Damascus is trying to use the pandemic to gain relief from the extensive sanctions regime imposed on it, primarily by the U.S. and the EU. Despite the creation of humanitarian exemptions and general licenses for UN agencies and NGOs, Western sanctions are indirectly affecting the humanitarian sector. NGOs and the WHO are required to go through prolonged licensing processes for goods such as CT scanners, laboratory testing machines, and accessories to anesthesia machines, and struggle to bring cash into the country to pay employees. The Syrian regime has not asked for general licenses from the EU or the U.S. to import goods under the humanitarian exemptions. Instead, it is relying on Iran, China, and Russia for the import of often sub-par medical equipment and medicine. Manufacturers, banks, insurance, and shipping companies prefer to end their transactions even with humanitarian organizations linked to Syria, let alone private entities or the Syrian government, for fear of heavy penalties. The U.S., which applies the most extensive sanctions regime on Syria, should reassure companies and banks along the medical equipment supply chain that they will not be sanctioned.

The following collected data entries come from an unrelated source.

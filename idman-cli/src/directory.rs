//! File-backed directory adapter.
//!
//! The cloud directory client is an external collaborator; this adapter
//! implements the same capability interface over a local YAML state
//! file, which keeps every command usable offline and doubles as the
//! reference implementation of the seam. Mutations are written back to
//! the file immediately.

use std::collections::BTreeMap;
use std::path::PathBuf;
use std::sync::Mutex;

use async_trait::async_trait;
use serde::{Deserialize, Serialize};

use idman_core::errors::{ExecutionError, IdmanResult, ParsingError, StorageError};
use idman_core::models::{
    AccountInfo, AssignmentData, GroupData, InstanceInfo, PermissionSetData, UserData,
};
use idman_core::traits::IDirectory;

/// Serialized directory state.
#[derive(Debug, Clone, Default, Serialize, Deserialize)]
#[serde(default)]
pub struct DirectoryState {
    pub instances: Vec<InstanceInfo>,
    pub users: Vec<UserData>,
    pub groups: Vec<GroupData>,
    pub permission_sets: Vec<PermissionSetData>,
    pub assignments: Vec<AssignmentData>,
    pub accounts: Vec<AccountInfo>,
    pub account_tags: BTreeMap<String, BTreeMap<String, String>>,
    pub managed_policies: Vec<String>,
}

/// [`IDirectory`] over a YAML file on disk.
pub struct FileDirectory {
    path: PathBuf,
    state: Mutex<DirectoryState>,
}

impl FileDirectory {
    /// Load the directory state from `path`. A missing file starts
    /// empty and is created on the first mutation.
    pub fn open(path: PathBuf) -> IdmanResult<Self> {
        let state = match std::fs::read_to_string(&path) {
            Ok(content) => {
                serde_yaml::from_str(&content).map_err(|e| ParsingError::MalformedYaml {
                    reason: format!("{}: {e}", path.display()),
                })?
            }
            Err(error) if error.kind() == std::io::ErrorKind::NotFound => {
                DirectoryState::default()
            }
            Err(error) => {
                return Err(ParsingError::Unreadable {
                    path: path.display().to_string(),
                    reason: error.to_string(),
                }
                .into())
            }
        };
        Ok(Self {
            path,
            state: Mutex::new(state),
        })
    }

    fn persist(&self, state: &DirectoryState) -> IdmanResult<()> {
        let content = serde_yaml::to_string(state).map_err(|e| StorageError::Serialization {
            reason: e.to_string(),
        })?;
        if let Some(parent) = self.path.parent() {
            std::fs::create_dir_all(parent).map_err(|e| StorageError::WriteFailed {
                key: self.path.display().to_string(),
                reason: e.to_string(),
            })?;
        }
        std::fs::write(&self.path, content).map_err(|e| StorageError::WriteFailed {
            key: self.path.display().to_string(),
            reason: e.to_string(),
        })?;
        Ok(())
    }

    fn mutate<T>(
        &self,
        f: impl FnOnce(&mut DirectoryState) -> IdmanResult<T>,
    ) -> IdmanResult<T> {
        let mut state = self.state.lock().unwrap();
        let value = f(&mut state)?;
        self.persist(&state)?;
        Ok(value)
    }

    fn read<T>(&self, f: impl FnOnce(&DirectoryState) -> T) -> T {
        f(&self.state.lock().unwrap())
    }
}

fn unknown(operation: &str, what: &str) -> idman_core::errors::IdmanError {
    ExecutionError::InvalidParameters {
        operation: operation.to_string(),
        reason: format!("unknown {what}"),
    }
    .into()
}

#[async_trait]
impl IDirectory for FileDirectory {
    async fn list_instances(&self) -> IdmanResult<Vec<InstanceInfo>> {
        Ok(self.read(|s| s.instances.clone()))
    }

    async fn list_users(&self) -> IdmanResult<Vec<UserData>> {
        Ok(self.read(|s| s.users.clone()))
    }

    async fn find_user_by_name(&self, user_name: &str) -> IdmanResult<Option<UserData>> {
        Ok(self.read(|s| s.users.iter().find(|u| u.user_name == user_name).cloned()))
    }

    async fn create_user(&self, user: &UserData) -> IdmanResult<String> {
        self.mutate(|s| {
            let mut created = user.clone();
            if created.user_id.is_empty() {
                created.user_id = format!("u-{}", created.user_name);
            }
            let id = created.user_id.clone();
            s.users.push(created);
            Ok(id)
        })
    }

    async fn update_user(&self, user_id: &str, user: &UserData) -> IdmanResult<()> {
        self.mutate(|s| {
            let Some(existing) = s.users.iter_mut().find(|u| u.user_id == user_id) else {
                return Err(unknown("update_user", "user id"));
            };
            let id = existing.user_id.clone();
            *existing = user.clone();
            existing.user_id = id;
            Ok(())
        })
    }

    async fn delete_user(&self, user_id: &str) -> IdmanResult<()> {
        self.mutate(|s| {
            s.users.retain(|u| u.user_id != user_id);
            Ok(())
        })
    }

    async fn list_groups(&self) -> IdmanResult<Vec<GroupData>> {
        Ok(self.read(|s| s.groups.clone()))
    }

    async fn find_group_by_name(&self, display_name: &str) -> IdmanResult<Option<GroupData>> {
        Ok(self.read(|s| {
            s.groups
                .iter()
                .find(|g| g.display_name == display_name)
                .cloned()
        }))
    }

    async fn create_group(&self, group: &GroupData) -> IdmanResult<String> {
        self.mutate(|s| {
            let mut created = group.clone();
            if created.group_id.is_empty() {
                created.group_id = format!("g-{}", created.display_name);
            }
            let id = created.group_id.clone();
            s.groups.push(created);
            Ok(id)
        })
    }

    async fn update_group(&self, group_id: &str, group: &GroupData) -> IdmanResult<()> {
        self.mutate(|s| {
            let Some(existing) = s.groups.iter_mut().find(|g| g.group_id == group_id) else {
                return Err(unknown("update_group", "group id"));
            };
            let id = existing.group_id.clone();
            *existing = group.clone();
            existing.group_id = id;
            Ok(())
        })
    }

    async fn delete_group(&self, group_id: &str) -> IdmanResult<()> {
        self.mutate(|s| {
            s.groups.retain(|g| g.group_id != group_id);
            Ok(())
        })
    }

    async fn list_permission_sets(&self) -> IdmanResult<Vec<PermissionSetData>> {
        Ok(self.read(|s| s.permission_sets.clone()))
    }

    async fn find_permission_set_by_name(
        &self,
        name: &str,
    ) -> IdmanResult<Option<PermissionSetData>> {
        Ok(self.read(|s| s.permission_sets.iter().find(|p| p.name == name).cloned()))
    }

    async fn create_permission_set(
        &self,
        permission_set: &PermissionSetData,
    ) -> IdmanResult<String> {
        self.mutate(|s| {
            let mut created = permission_set.clone();
            if created.permission_set_arn.is_empty() {
                created.permission_set_arn =
                    format!("arn:aws:sso:::permissionSet/local/ps-{}", created.name);
            }
            let arn = created.permission_set_arn.clone();
            s.permission_sets.push(created);
            Ok(arn)
        })
    }

    async fn update_permission_set(
        &self,
        permission_set_arn: &str,
        permission_set: &PermissionSetData,
    ) -> IdmanResult<()> {
        self.mutate(|s| {
            let Some(existing) = s
                .permission_sets
                .iter_mut()
                .find(|p| p.permission_set_arn == permission_set_arn)
            else {
                return Err(unknown("update_permission_set", "permission set arn"));
            };
            let arn = existing.permission_set_arn.clone();
            *existing = permission_set.clone();
            existing.permission_set_arn = arn;
            Ok(())
        })
    }

    async fn delete_permission_set(&self, permission_set_arn: &str) -> IdmanResult<()> {
        self.mutate(|s| {
            s.permission_sets
                .retain(|p| p.permission_set_arn != permission_set_arn);
            Ok(())
        })
    }

    async fn list_assignments(
        &self,
        account_id: &str,
        permission_set_arn: &str,
    ) -> IdmanResult<Vec<AssignmentData>> {
        Ok(self.read(|s| {
            s.assignments
                .iter()
                .filter(|a| {
                    a.account_id == account_id && a.permission_set_arn == permission_set_arn
                })
                .cloned()
                .collect()
        }))
    }

    async fn list_all_assignments(&self) -> IdmanResult<Vec<AssignmentData>> {
        Ok(self.read(|s| s.assignments.clone()))
    }

    async fn create_assignment(&self, assignment: &AssignmentData) -> IdmanResult<()> {
        self.mutate(|s| {
            if !s.assignments.contains(assignment) {
                s.assignments.push(assignment.clone());
            }
            Ok(())
        })
    }

    async fn delete_assignment(&self, assignment: &AssignmentData) -> IdmanResult<()> {
        self.mutate(|s| {
            s.assignments.retain(|a| a != assignment);
            Ok(())
        })
    }

    async fn list_accounts(&self) -> IdmanResult<Vec<AccountInfo>> {
        Ok(self.read(|s| s.accounts.clone()))
    }

    async fn describe_account(&self, account_id: &str) -> IdmanResult<Option<AccountInfo>> {
        Ok(self.read(|s| {
            s.accounts
                .iter()
                .find(|a| a.account_id == account_id)
                .cloned()
        }))
    }

    async fn list_account_tags(
        &self,
        account_id: &str,
    ) -> IdmanResult<BTreeMap<String, String>> {
        Ok(self.read(|s| s.account_tags.get(account_id).cloned().unwrap_or_default()))
    }

    async fn managed_policy_exists(&self, policy_arn: &str) -> IdmanResult<bool> {
        Ok(self.read(|s| s.managed_policies.iter().any(|p| p == policy_arn)))
    }
}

The regime’s own behavior — the gross corruption, incompetence, and unequal distribution of services based on loyalty — significantly limit the impact of sanctions relief. Past experience shows that efforts to prevent the regime from diverting humanitarian assistance have consistently failed, leading to UN aid going toward supporting pro-regime militias. Countries applying sanctions should consider what concrete, measurable improvements can be gained from the regime in exchange for sanctions relief, such as the release of detainees (possibly starting with medical personnel) or a halt to arrest campaigns and the bombing of hospitals. In exchange, the EU and U.S. could offer to create a humanitarian payment channel (similar to the one established for Iran), unfreeze assets, and take additional steps that would mitigate the impact of the pandemic on Syrians.
Northeast Syria: Dependent on a hostile regime
The Autonomous Administration of the SDF governs over about a third of Syria’s territory in the northeast, home to a little over 3 million residents. The local administration took a number of steps in early March to counter the spread of the virus, canceling Friday prayers and banning most mass gatherings, closing crossings into areas under the control of the regime and Turkey’s Syrian factions, ordering citizens to stay at home, and shutting most shops.

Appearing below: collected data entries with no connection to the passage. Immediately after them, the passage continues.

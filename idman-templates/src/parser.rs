//! Template file parsing, YAML or JSON by extension.

use std::path::Path;

use idman_core::errors::{IdmanResult, ParsingError};

use crate::models::Template;

/// Supported template file formats.
#[derive(Debug, Clone, Copy, PartialEq, Eq)]
pub enum TemplateFormat {
    Yaml,
    Json,
}

/// Detect the format from the extension; unknown extensions default to
/// YAML.
pub fn detect_format(path: &Path) -> TemplateFormat {
    match path
        .extension()
        .and_then(|e| e.to_str())
        .map(str::to_ascii_lowercase)
        .as_deref()
    {
        Some("json") => TemplateFormat::Json,
        Some("yaml") | Some("yml") => TemplateFormat::Yaml,
        other => {
            tracing::warn!(
                "templates: unknown extension {:?}, defaulting to YAML",
                other
            );
            TemplateFormat::Yaml
        }
    }
}

/// Parse a template file.
pub fn parse_file(path: &Path) -> IdmanResult<Template> {
    let content = std::fs::read_to_string(path).map_err(|e| ParsingError::Unreadable {
        path: path.display().to_string(),
        reason: e.to_string(),
    })?;
    if content.trim().is_empty() {
        return Err(ParsingError::EmptyFile {
            path: path.display().to_string(),
        }
        .into());
    }
    parse_str(&content, detect_format(path))
}

/// Parse template content in the given format.
pub fn parse_str(content: &str, format: TemplateFormat) -> IdmanResult<Template> {
    match format {
        TemplateFormat::Yaml => {
            serde_yaml::from_str(content).map_err(|e| {
                ParsingError::MalformedYaml {
                    reason: e.to_string(),
                }
                .into()
            })
        }
        TemplateFormat::Json => {
            serde_json::from_str(content).map_err(|e| {
                ParsingError::MalformedJson {
                    reason: e.to_string(),
                }
                .into()
            })
        }
    }
}

/// Serialize a template in the given format.
pub fn to_string(template: &Template, format: TemplateFormat) -> IdmanResult<String> {
    match format {
        TemplateFormat::Yaml => serde_yaml::to_string(template).map_err(|e| {
            ParsingError::MalformedYaml {
                reason: e.to_string(),
            }
            .into()
        }),
        TemplateFormat::Json => serde_json::to_string_pretty(template).map_err(|e| {
            ParsingError::MalformedJson {
                reason: e.to_string(),
            }
            .into()
        }),
    }
}
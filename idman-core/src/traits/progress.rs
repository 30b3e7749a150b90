//! Progress reporting seam. Terminal rendering lives outside the core;
//! the default reporter forwards to `tracing`.

use async_trait::async_trait;

/// Sink for long-running operation progress.
#[async_trait]
pub trait IProgressReporter: Send + Sync {
    async fn start_operation(&self, operation_id: &str, total_steps: usize, description: &str);
    async fn update_progress(&self, operation_id: &str, completed: usize, message: Option<&str>);
    async fn complete_operation(&self, operation_id: &str, success: bool, message: Option<&str>);
}

/// Default reporter that logs progress through `tracing`.
#[derive(Debug, Default, Clone, Copy)]
pub struct TracingProgressReporter;

#[async_trait]
impl IProgressReporter for TracingProgressReporter {
    async fn start_operation(&self, operation_id: &str, total_steps: usize, description: &str) {
        tracing::info!("progress: {operation_id} started ({total_steps} steps): {description}");
    }

    async fn update_progress(&self, operation_id: &str, completed: usize, message: Option<&str>) {
        tracing::debug!(
            "progress: {operation_id} at step {completed}{}",
            message.map(|m| format!(": {m}")).unwrap_or_default()
        );
    }

    async fn complete_operation(&self, operation_id: &str, success: bool, message: Option<&str>) {
        tracing::info!(
            "progress: {operation_id} completed (success={success}){}",
            message.map(|m| format!(": {m}")).unwrap_or_default()
        );
    }
}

The health sector in northeast Syria has even less capacity to deal with the outbreak than those in regime-held areas and the northwest. “The COVID response is inadequate, despite the best effort of the local authorities,” said Alex, the coordinator for an international NGO working on northeast Syria. “There are currently about 50 beds available for COVID patients in the northeast and they need thousands!” Alex exclaimed. “There are not enough drugs and beds, [and] limited staff to support those beds.” NGOs and local authorities are working to increase the number of beds in the area and recently, the Kurdish Red Crescent (KRC) and the Italian NGO Un Ponte Pei established a hospital-based isolation center with 120 beds, but those can only treat mild to medium cases, reported Dilgesh Issa, a medical coordinator with the KRC. According to Dr. Kevok, the ICU beds in the new facilities “will not all have ventilators or monitors, so it’s impossible to really call it an ICU,” he said.

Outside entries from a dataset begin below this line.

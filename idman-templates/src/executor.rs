//! Template execution: cross-product expansion driven through the bulk
//! batch executor.

use std::sync::Arc;
use std::time::Instant;

use uuid::Uuid;

use idman_bulk::executor::{BatchProcessor, BulkOperation, ItemStatus};
use idman_bulk::ingest::BulkOperationRecord;
use idman_bulk::resolver::ResolvedAssignment;
use idman_core::errors::IdmanResult;
use idman_core::models::PrincipalType;
use idman_core::traits::IDirectory;

use crate::models::{parse_entity_reference, Template};
use crate::validator::{TemplateValidation, TemplateValidator};

/// One expanded assignment's fate.
#[derive(Debug, Clone)]
pub struct AssignmentOutcome {
    pub entity_name: String,
    pub entity_type: PrincipalType,
    pub permission_set_name: String,
    pub account_id: String,
    pub status: String,
    pub error: Option<String>,
}

/// Result of applying a template.
#[derive(Debug)]
pub struct ExecutionResult {
    pub success: bool,
    pub created: Vec<AssignmentOutcome>,
    pub skipped: Vec<AssignmentOutcome>,
    pub failed: Vec<AssignmentOutcome>,
    pub operation_id: String,
    pub duration_ms: u64,
    pub error_message: Option<String>,
}

impl ExecutionResult {
    pub fn total(&self) -> usize {
        self.created.len() + self.skipped.len() + self.failed.len()
    }
}

/// Entity existence detail for previews.
#[derive(Debug, Clone)]
pub struct EntityDetail {
    pub reference: String,
    pub exists: bool,
    pub id: Option<String>,
}

/// Permission set existence detail for previews.
#[derive(Debug, Clone)]
pub struct PermissionSetDetail {
    pub name: String,
    pub exists: bool,
    pub arn: Option<String>,
}

/// What applying the template would do; no writes are issued.
#[derive(Debug)]
pub struct PreviewResult {
    pub template_name: String,
    pub total_assignments: usize,
    pub resolved_accounts: Vec<String>,
    pub entities: Vec<EntityDetail>,
    pub permission_sets: Vec<PermissionSetDetail>,
    pub issues: idman_core::models::ValidationIssues,
}

/// Applies validated templates through the bulk pipeline.
pub struct TemplateExecutor {
    directory: Arc<dyn IDirectory>,
    instance_arn: String,
    cancel: idman_core::cancel::CancellationToken,
}

impl TemplateExecutor {
    pub fn new(directory: Arc<dyn IDirectory>, instance_arn: &str) -> Self {
        Self {
            directory,
            instance_arn: instance_arn.to_string(),
            cancel: idman_core::cancel::CancellationToken::new(),
        }
    }

    pub fn with_cancellation(mut self, token: idman_core::cancel::CancellationToken) -> Self {
        self.cancel = token;
        self
    }

    /// Validate, expand, and execute. Dry-run resolves everything and
    /// issues no writes.
    pub async fn apply(&self, template: &Template, dry_run: bool) -> IdmanResult<ExecutionResult> {
        let started = Instant::now();
        let operation_id = Uuid::new_v4().to_string();
        tracing::info!(
            "templates: applying {} (dry_run={dry_run}, operation {operation_id})",
            template.metadata.name
        );

        let validator = TemplateValidator::new(Arc::clone(&self.directory));
        let validation = validator.validate(template).await?;
        if !validation.is_valid() {
            return Ok(ExecutionResult {
                success: false,
                created: Vec::new(),
                skipped: Vec::new(),
                failed: Vec::new(),
                operation_id,
                duration_ms: started.elapsed().as_millis() as u64,
                error_message: Some(validation.issues.errors.join("; ")),
            });
        }

        let records = expand(template, &validation);
        let processor = BatchProcessor::new(Arc::clone(&self.directory))
            .with_cancellation(self.cancel.clone());
        let results = processor
            .process(
                records,
                BulkOperation::Assign,
                &self.instance_arn,
                dry_run,
                true,
            )
            .await;

        let mut outcome = ExecutionResult {
            success: results.is_success(),
            created: Vec::new(),
            skipped: Vec::new(),
            failed: Vec::new(),
            operation_id,
            duration_ms: started.elapsed().as_millis() as u64,
            error_message: None,
        };
        for item in results
            .successful
            .iter()
            .chain(results.skipped.iter())
            .chain(results.failed.iter())
        {
            let detail = AssignmentOutcome {
                entity_name: item.record.principal_name.clone(),
                entity_type: item.record.principal_type,
                permission_set_name: item.record.permission_set_name.clone(),
                account_id: item.record.account_name.clone(),
                status: format!("{:?}", item.status).to_lowercase(),
                error: item.error.clone(),
            };
            match item.status {
                ItemStatus::Created | ItemStatus::DryRun => outcome.created.push(detail),
                ItemStatus::Failed => outcome.failed.push(detail),
                _ => outcome.skipped.push(detail),
            }
        }
        tracing::info!(
            "templates: {} finished: {} created, {} skipped, {} failed",
            template.metadata.name,
            outcome.created.len(),
            outcome.skipped.len(),
            outcome.failed.len()
        );
        Ok(outcome)
    }

    /// Resolve everything and report the expansion without writing.
    pub async fn preview(&self, template: &Template) -> IdmanResult<PreviewResult> {
        let validator = TemplateValidator::new(Arc::clone(&self.directory));
        let validation = validator.validate(template).await?;

        let mut entities = Vec::new();
        let mut seen_entities = std::collections::BTreeSet::new();
        for assignment in &template.assignments {
            for reference in &assignment.entities {
                if !seen_entities.insert(reference.clone()) {
                    continue;
                }
                let resolved = validation.resolved_entities.get(reference);
                entities.push(EntityDetail {
                    reference: reference.clone(),
                    exists: resolved.is_some(),
                    id: resolved.map(|(_, id)| id.clone()),
                });
            }
        }
        let mut permission_sets = Vec::new();
        let mut seen_ps = std::collections::BTreeSet::new();
        for assignment in &template.assignments {
            for name in &assignment.permission_sets {
                if !seen_ps.insert(name.clone()) {
                    continue;
                }
                let arn = validation.resolved_permission_sets.get(name);
                permission_sets.push(PermissionSetDetail {
                    name: name.clone(),
                    exists: arn.is_some(),
                    arn: arn.cloned(),
                });
            }
        }

        let account_count = validation.resolved_accounts.len();
        let total_assignments = template
            .assignments
            .iter()
            .map(|a| a.entities.len() * a.permission_sets.len() * account_count)
            .sum();

        Ok(PreviewResult {
            template_name: template.metadata.name.clone(),
            total_assignments,
            resolved_accounts: validation.resolved_accounts,
            entities,
            permission_sets,
            issues: validation.issues,
        })
    }
}

/// Expand a validated template into executor-ready records.
fn expand(template: &Template, validation: &TemplateValidation) -> Vec<ResolvedAssignment> {
    let mut records = Vec::new();
    for assignment in &template.assignments {
        for reference in &assignment.entities {
            let Ok((kind, name)) = parse_entity_reference(reference) else {
                continue;
            };
            let principal_id = validation
                .resolved_entities
                .get(reference)
                .map(|(_, id)| id.clone());
            for permission_set in &assignment.permission_sets {
                let permission_set_arn =
                    validation.resolved_permission_sets.get(permission_set).cloned();
                for account_id in &validation.resolved_accounts {
                    records.push(ResolvedAssignment {
                        record: BulkOperationRecord {
                            principal_name: name.clone(),
                            permission_set_name: permission_set.clone(),
                            account_name: account_id.clone(),
                            principal_type: kind,
                            line_number: None,
                        },
                        principal_id: principal_id.clone(),
                        permission_set_arn: permission_set_arn.clone(),
                        account_id: Some(account_id.clone()),
                        resolution_errors: Vec::new(),
                    });
                }
            }
        }
    }
    records
}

While all areas of Syria are affected by movement restrictions due to COVID, the northeast has been hit particularly hard. Following the COVID-19 outbreak, Iraq’s Kurdistan Regional Government shut down the Fesh Khabor/Semalka crossing, but is making an exception for aid and humanitarian employees. However, restrictions on movement within the Kurdistan Region of Iraq (KRI) continue to hinder the ability of NGOs to rush supplies to northeast Syria. The closure of internal crossings within Syria means that NGOs in the northeast and the local authorities struggle to secure basic supplies. “We ordered PPE (masks, aprons), HEPA filters, oxygen masks from several countries in the Middle East,” described Dr. Kevok. “After they arrived in Damascus, they were seized by the Assad regime.” Alex, the international NGO coordinator, explained, “Suppliers in the region tell us that Damascus cut supply lines for PPE and that raw materials aren’t going in from government-held areas. Manufacturers in northeast Syria tell us they can manufacture PPE, but due to smuggling, the costs are prohibitive. For example, a gown that is supposed to be worn for 20 minutes and tossed away will cost $7. Prices are rising up to ten times more due to inability to move products inside the country itself.”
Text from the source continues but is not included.